When big business comes across EU climate targets it instinctively reaches for its big guns, unleashing CEOs and a volley of lobbyists in an attempt to avoid substantial reductions in greenhouse gas emissions. The first six months of 2011 have seen the latest round of this contest, with two policy initiatives re-opening the debate on European reduction targets. A new EP report, calling upon the EU to raise its greenhouse gas emissions reduction target from 20 to 30 per cent, will be voted on at the 23 June plenary session of the European Parliament. This is a step in the right direction, although it still falls well short of what is needed to tackle climate change.

The second initiative is the Roadmap for moving to a competitive low-carbon economy in 2050, which has been proposed by the European Commission, and which will be discussed on 21 June at the inter-ministerial  environment Council.
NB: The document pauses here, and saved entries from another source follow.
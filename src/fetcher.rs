// SPDX-FileCopyrightText: 2025 Hyperpolymath
// SPDX-License-Identifier: PMPL-1.0-or-later

//! Gemini protocol fetcher.
//!
//! One request per connection: TLS handshake, `<url>\r\n`, then a
//! `<status> <meta>\r\n` header followed by the body until EOF. The whole
//! exchange is bounded by a single deadline.
//!
//! Capsules usually present self-signed certificates, so identity is not
//! checked. Freshness is: [`accept_response`] rejects an expired leaf
//! certificate before looking at the status, and every [`Fetch`]
//! implementation goes through it.

use std::borrow::Cow;
use std::io;
use std::net::IpAddr;
use std::sync::Arc;
use std::time::Duration;

use async_trait::async_trait;
use chrono::{DateTime, Utc};
use rustls::client::danger::{HandshakeSignatureValid, ServerCertVerified, ServerCertVerifier};
use rustls::crypto::{verify_tls12_signature, verify_tls13_signature, CryptoProvider};
use rustls::pki_types::{CertificateDer, ServerName, UnixTime};
use rustls::{ClientConfig, DigitallySignedStruct, SignatureScheme};
use thiserror::Error;
use tokio::io::{AsyncBufRead, AsyncBufReadExt, AsyncRead, AsyncReadExt, AsyncWriteExt, BufReader};
use tokio::net::TcpStream;
use tokio_rustls::TlsConnector;
use tracing::{debug, warn};
use url::{Host, Url};

use crate::error::{Error, Result};
use crate::validator::DEFAULT_PORT;

/// Maximum length of the meta field in a response header.
pub const MAX_META_LEN: usize = 1024;

/// Status (2) + space (1) + meta + CRLF (2).
const MAX_HEADER_LINE: usize = 2 + 1 + MAX_META_LEN + 2;

const READ_CHUNK: usize = 8192;

/// Why a fetch could not complete at the transport level.
#[derive(Debug, Error)]
pub enum FetchFailure {
    #[error("timed out after {0:?}")]
    Timeout(Duration),

    #[error("URL has no host")]
    MissingHost,

    #[error("invalid TLS server name: {0}")]
    ServerName(String),

    #[error("connection failed: {0}")]
    Connect(#[source] io::Error),

    #[error("TLS handshake failed: {0}")]
    Handshake(#[source] io::Error),

    #[error("TLS configuration failed: {0}")]
    TlsConfig(#[from] rustls::Error),

    #[error("I/O error: {0}")]
    Io(#[from] io::Error),

    #[error("malformed response header: {0}")]
    MalformedHeader(String),

    #[error("response body exceeds {0} bytes")]
    BodyTooLarge(usize),

    #[error("unreadable peer certificate: {0}")]
    Certificate(String),
}

/// Response status classes, keyed by the first status digit.
#[derive(Debug, Clone, Copy, PartialEq, Eq)]
pub enum StatusClass {
    Input,
    Success,
    Redirect,
    TemporaryFailure,
    PermanentFailure,
    ClientCertificateRequired,
}

impl StatusClass {
    pub fn from_status(status: u8) -> Option<Self> {
        match status / 10 {
            1 => Some(Self::Input),
            2 => Some(Self::Success),
            3 => Some(Self::Redirect),
            4 => Some(Self::TemporaryFailure),
            5 => Some(Self::PermanentFailure),
            6 => Some(Self::ClientCertificateRequired),
            _ => None,
        }
    }
}

/// Parsed `<status> <meta>` response header.
#[derive(Debug, Clone, PartialEq, Eq)]
pub struct ResponseHeader {
    pub status: u8,
    pub meta: String,
}

impl ResponseHeader {
    /// Parse a header line, with or without its trailing line break.
    pub fn parse(line: &[u8]) -> std::result::Result<Self, FetchFailure> {
        let line = line
            .strip_suffix(b"\n")
            .map(|l| l.strip_suffix(b"\r").unwrap_or(l))
            .unwrap_or(line);

        let text = std::str::from_utf8(line)
            .map_err(|_| FetchFailure::MalformedHeader("header is not UTF-8".into()))?;

        let (code, meta) = match text.get(..2) {
            Some(code) if code.bytes().all(|b| b.is_ascii_digit()) => (code, &text[2..]),
            _ => {
                return Err(FetchFailure::MalformedHeader(format!(
                    "no status code in {text:?}"
                )))
            }
        };

        let meta = match meta.strip_prefix(' ') {
            Some(rest) => rest,
            None if meta.is_empty() => meta,
            None => {
                return Err(FetchFailure::MalformedHeader(format!(
                    "expected space after status in {text:?}"
                )))
            }
        };

        if meta.len() > MAX_META_LEN {
            return Err(FetchFailure::MalformedHeader("meta too long".into()));
        }

        let status: u8 = code
            .parse()
            .map_err(|_| FetchFailure::MalformedHeader(format!("bad status {code:?}")))?;
        if StatusClass::from_status(status).is_none() {
            return Err(FetchFailure::MalformedHeader(format!(
                "unknown status {status}"
            )));
        }

        Ok(Self {
            status,
            meta: meta.to_string(),
        })
    }

    pub fn class(&self) -> Option<StatusClass> {
        StatusClass::from_status(self.status)
    }
}

/// A response as it came off the wire, together with the peer's certificates.
#[derive(Debug, Clone)]
pub struct FetchedDocument {
    pub url: Url,
    pub header: ResponseHeader,
    pub body: Vec<u8>,
    /// Leaf first, as presented during the handshake. Empty when the
    /// transport carried no certificates.
    pub peer_certificates: Vec<CertificateDer<'static>>,
}

impl FetchedDocument {
    /// Body as text, replacing invalid UTF-8.
    pub fn text(&self) -> Cow<'_, str> {
        String::from_utf8_lossy(&self.body)
    }
}

/// Something that can retrieve a Gemini resource.
///
/// Implementations return `Ok` only for documents that passed
/// [`accept_response`].
#[async_trait]
pub trait Fetch: Send + Sync {
    async fn fetch(&self, url: &Url) -> Result<FetchedDocument>;
}

/// Certificate-freshness and status policy shared by every fetch.
///
/// An expired leaf certificate fails the fetch even when the status is a
/// success; only then is a non-success status reported.
pub fn accept_response(doc: FetchedDocument, now: DateTime<Utc>) -> Result<FetchedDocument> {
    if let Some(leaf) = doc.peer_certificates.first() {
        let not_after = leaf_not_after(leaf).map_err(|source| Error::FetchFailed {
            url: doc.url.to_string(),
            source,
        })?;
        if now > not_after {
            warn!(url = %doc.url, %not_after, "Peer certificate expired");
            return Err(Error::ExpiredCertificate {
                url: doc.url.to_string(),
                not_after,
            });
        }
    }

    if doc.header.class() != Some(StatusClass::Success) {
        debug!(url = %doc.url, status = doc.header.status, meta = %doc.header.meta, "Non-success status");
        return Err(Error::NonSuccessStatus {
            url: doc.url.to_string(),
            status: doc.header.status,
            meta: doc.header.meta.clone(),
        });
    }

    Ok(doc)
}

/// The "not valid after" instant of a DER certificate.
pub fn leaf_not_after(cert: &CertificateDer<'_>) -> std::result::Result<DateTime<Utc>, FetchFailure> {
    let (_, parsed) = x509_parser::parse_x509_certificate(cert.as_ref())
        .map_err(|e| FetchFailure::Certificate(e.to_string()))?;
    let timestamp = parsed.validity().not_after.timestamp();
    DateTime::from_timestamp(timestamp, 0)
        .ok_or_else(|| FetchFailure::Certificate(format!("notAfter out of range: {timestamp}")))
}

/// Read a response header and body from an open stream.
pub async fn read_response<R: AsyncBufRead + Unpin>(
    reader: &mut R,
    max_body_bytes: usize,
) -> std::result::Result<(ResponseHeader, Vec<u8>), FetchFailure> {
    let mut line = Vec::with_capacity(64);
    (&mut *reader)
        .take(MAX_HEADER_LINE as u64)
        .read_until(b'\n', &mut line)
        .await?;

    if !line.ends_with(b"\n") {
        return Err(FetchFailure::MalformedHeader(if line.len() >= MAX_HEADER_LINE {
            "header line too long".into()
        } else {
            "connection closed before end of header".into()
        }));
    }

    let header = ResponseHeader::parse(&line)?;
    let body = read_body(reader, max_body_bytes).await?;
    Ok((header, body))
}

async fn read_body<R: AsyncRead + Unpin>(
    reader: &mut R,
    limit: usize,
) -> std::result::Result<Vec<u8>, FetchFailure> {
    let mut body = Vec::new();
    let mut chunk = [0u8; READ_CHUNK];
    loop {
        let n = match reader.read(&mut chunk).await {
            Ok(0) => break,
            Ok(n) => n,
            // Many servers close the socket without a TLS close_notify.
            Err(e) if e.kind() == io::ErrorKind::UnexpectedEof => break,
            Err(e) => return Err(e.into()),
        };
        if body.len() + n > limit {
            return Err(FetchFailure::BodyTooLarge(limit));
        }
        body.extend_from_slice(&chunk[..n]);
    }
    Ok(body)
}

/// Gemini client over tokio-rustls.
pub struct GeminiClient {
    connector: TlsConnector,
    timeout: Duration,
    max_body_bytes: usize,
}

impl GeminiClient {
    pub fn new(timeout: Duration, max_body_bytes: usize) -> std::result::Result<Self, FetchFailure> {
        let provider = Arc::new(rustls::crypto::aws_lc_rs::default_provider());
        let config = ClientConfig::builder_with_provider(provider.clone())
            .with_safe_default_protocol_versions()?
            .dangerous()
            .with_custom_certificate_verifier(Arc::new(AnyCertificate { provider }))
            .with_no_client_auth();

        Ok(Self {
            connector: TlsConnector::from(Arc::new(config)),
            timeout,
            max_body_bytes,
        })
    }

    /// Perform the raw exchange under the deadline, without applying
    /// [`accept_response`].
    pub async fn request(&self, url: &Url) -> std::result::Result<FetchedDocument, FetchFailure> {
        tokio::time::timeout(self.timeout, self.exchange(url))
            .await
            .map_err(|_| FetchFailure::Timeout(self.timeout))?
    }

    async fn exchange(&self, url: &Url) -> std::result::Result<FetchedDocument, FetchFailure> {
        let (server_name, connect_host) = endpoint(url)?;
        let port = url.port().unwrap_or(DEFAULT_PORT);

        debug!(url = %url, host = %connect_host, port, "Connecting");
        let tcp = TcpStream::connect((connect_host.as_str(), port))
            .await
            .map_err(FetchFailure::Connect)?;
        let mut tls = self
            .connector
            .connect(server_name, tcp)
            .await
            .map_err(FetchFailure::Handshake)?;

        tls.write_all(format!("{url}\r\n").as_bytes()).await?;
        tls.flush().await?;

        let peer_certificates = tls
            .get_ref()
            .1
            .peer_certificates()
            .map(<[_]>::to_vec)
            .unwrap_or_default();

        let mut reader = BufReader::new(tls);
        let (header, body) = read_response(&mut reader, self.max_body_bytes).await?;
        debug!(url = %url, status = header.status, bytes = body.len(), "Response received");

        Ok(FetchedDocument {
            url: url.clone(),
            header,
            body,
            peer_certificates,
        })
    }
}

#[async_trait]
impl Fetch for GeminiClient {
    async fn fetch(&self, url: &Url) -> Result<FetchedDocument> {
        let doc = self.request(url).await.map_err(|source| {
            warn!(url = %url, error = %source, "Fetch failed");
            Error::FetchFailed {
                url: url.to_string(),
                source,
            }
        })?;
        accept_response(doc, Utc::now())
    }
}

/// TLS server name and connect address for a URL's host.
fn endpoint(url: &Url) -> std::result::Result<(ServerName<'static>, String), FetchFailure> {
    match url.host() {
        Some(Host::Domain(domain)) if !domain.is_empty() => {
            let name = ServerName::try_from(domain.to_string())
                .map_err(|_| FetchFailure::ServerName(domain.to_string()))?;
            Ok((name, domain.to_string()))
        }
        Some(Host::Ipv4(ip)) => Ok((ServerName::IpAddress(IpAddr::V4(ip).into()), ip.to_string())),
        Some(Host::Ipv6(ip)) => Ok((ServerName::IpAddress(IpAddr::V6(ip).into()), ip.to_string())),
        _ => Err(FetchFailure::MissingHost),
    }
}

/// Accepts any server certificate but still checks handshake signatures.
#[derive(Debug)]
struct AnyCertificate {
    provider: Arc<CryptoProvider>,
}

impl ServerCertVerifier for AnyCertificate {
    fn verify_server_cert(
        &self,
        _end_entity: &CertificateDer<'_>,
        _intermediates: &[CertificateDer<'_>],
        _server_name: &ServerName<'_>,
        _ocsp_response: &[u8],
        _now: UnixTime,
    ) -> std::result::Result<ServerCertVerified, rustls::Error> {
        Ok(ServerCertVerified::assertion())
    }

    fn verify_tls12_signature(
        &self,
        message: &[u8],
        cert: &CertificateDer<'_>,
        dss: &DigitallySignedStruct,
    ) -> std::result::Result<HandshakeSignatureValid, rustls::Error> {
        verify_tls12_signature(
            message,
            cert,
            dss,
            &self.provider.signature_verification_algorithms,
        )
    }

    fn verify_tls13_signature(
        &self,
        message: &[u8],
        cert: &CertificateDer<'_>,
        dss: &DigitallySignedStruct,
    ) -> std::result::Result<HandshakeSignatureValid, rustls::Error> {
        verify_tls13_signature(
            message,
            cert,
            dss,
            &self.provider.signature_verification_algorithms,
        )
    }

    fn supported_verify_schemes(&self) -> Vec<SignatureScheme> {
        self.provider
            .signature_verification_algorithms
            .supported_schemes()
    }
}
The Roadmap sets out a path for the EU to reduce its emissions by 80 to 95 per cent by 2050, but suggests a route that is littered with false “solutions” such as carbon trading, nuclear energy, agrofuels and carbon capture and storage (CCS), all of which have severe social and environmental impacts.
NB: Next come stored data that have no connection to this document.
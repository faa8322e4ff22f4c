// SPDX-FileCopyrightText: 2025 Hyperpolymath
// SPDX-License-Identifier: PMPL-1.0-or-later

//! In-memory collaborators.

use std::collections::HashMap;
use std::io;
use std::sync::Mutex;

use async_trait::async_trait;
use chrono::{DateTime, Utc};
use gemini_mention::{
    error::{Error, Result},
    fetcher::{accept_response, Fetch, FetchFailure, FetchedDocument, ResponseHeader},
    notifier::{MailTransport, NotificationMessage},
};
use rustls::pki_types::CertificateDer;
use url::Url;

/// Valid from 2020-01-01 to 2021-01-01.
pub const CERT_2020: &[u8] = include_bytes!("../fixtures/capsule-2020.der");

/// Valid from 2020-01-01 to 2099-12-31.
pub const CERT_2099: &[u8] = include_bytes!("../fixtures/capsule-2099.der");

pub fn certificate(der: &[u8]) -> CertificateDer<'static> {
    CertificateDer::from(der.to_vec())
}

#[derive(Debug, Clone)]
struct Page {
    status: u8,
    meta: String,
    body: String,
    certificates: Vec<CertificateDer<'static>>,
}

/// Serves scripted pages by exact URL; anything else is unreachable.
///
/// Responses go through the same [`accept_response`] policy as the real
/// client, evaluated at a configurable "now".
pub struct ScriptedFetcher {
    pages: HashMap<String, Page>,
    now: DateTime<Utc>,
    calls: Mutex<Vec<String>>,
}

impl Default for ScriptedFetcher {
    fn default() -> Self {
        Self::new()
    }
}

impl ScriptedFetcher {
    pub fn new() -> Self {
        Self {
            pages: HashMap::new(),
            now: Utc::now(),
            calls: Mutex::new(Vec::new()),
        }
    }

    pub fn at(mut self, now: DateTime<Utc>) -> Self {
        self.now = now;
        self
    }

    /// `20 text/gemini` page without certificates.
    pub fn page(self, url: &str, body: &str) -> Self {
        self.status(url, 20, "text/gemini", body)
    }

    pub fn status(mut self, url: &str, status: u8, meta: &str, body: &str) -> Self {
        self.pages.insert(
            url.to_string(),
            Page {
                status,
                meta: meta.to_string(),
                body: body.to_string(),
                certificates: Vec::new(),
            },
        );
        self
    }

    /// `20 text/gemini` page served with the given leaf certificate.
    pub fn page_with_certificate(mut self, url: &str, body: &str, der: &[u8]) -> Self {
        self.pages.insert(
            url.to_string(),
            Page {
                status: 20,
                meta: "text/gemini".to_string(),
                body: body.to_string(),
                certificates: vec![certificate(der)],
            },
        );
        self
    }

    /// URLs fetched so far, in order.
    pub fn calls(&self) -> Vec<String> {
        self.calls.lock().unwrap().clone()
    }
}

#[async_trait]
impl Fetch for ScriptedFetcher {
    async fn fetch(&self, url: &Url) -> Result<FetchedDocument> {
        self.calls.lock().unwrap().push(url.to_string());

        let page = self.pages.get(url.as_str()).ok_or_else(|| Error::FetchFailed {
            url: url.to_string(),
            source: FetchFailure::Connect(io::Error::new(
                io::ErrorKind::ConnectionRefused,
                "no scripted page",
            )),
        })?;

        let doc = FetchedDocument {
            url: url.clone(),
            header: ResponseHeader {
                status: page.status,
                meta: page.meta.clone(),
            },
            body: page.body.clone().into_bytes(),
            peer_certificates: page.certificates.clone(),
        };
        accept_response(doc, self.now)
    }
}

/// Records delivered messages; optionally refuses every delivery.
#[derive(Default)]
pub struct RecordingMailer {
    sent: Mutex<Vec<NotificationMessage>>,
    refuse: bool,
}

impl RecordingMailer {
    pub fn new() -> Self {
        Self::default()
    }

    pub fn refusing() -> Self {
        Self {
            refuse: true,
            ..Self::default()
        }
    }

    pub fn sent(&self) -> Vec<NotificationMessage> {
        self.sent.lock().unwrap().clone()
    }
}

#[async_trait]
impl MailTransport for RecordingMailer {
    async fn deliver(&self, message: &NotificationMessage) -> Result<()> {
        if self.refuse {
            return Err(Error::DeliveryFailed("535 authentication failed".into()));
        }
        self.sent.lock().unwrap().push(message.clone());
        Ok(())
    }
}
This report by Corporate Europe Observatory and Carbon Trade Watch shows how BusinessEurope, the European employers’ confederation, the European Chemical Industry Council (CEFIC) and the European Confederation of Iron and Steel Industries (Eurofer) have launched a bullying campaign to prevent a rise in targets and other steps. In so doing, they have counted on support from DG Enterprise, in particular. Tensions between DG Energy and DG Clima are also being exploited by the industry lobbyists in their attempts to further weaken the EU’s climate commitments.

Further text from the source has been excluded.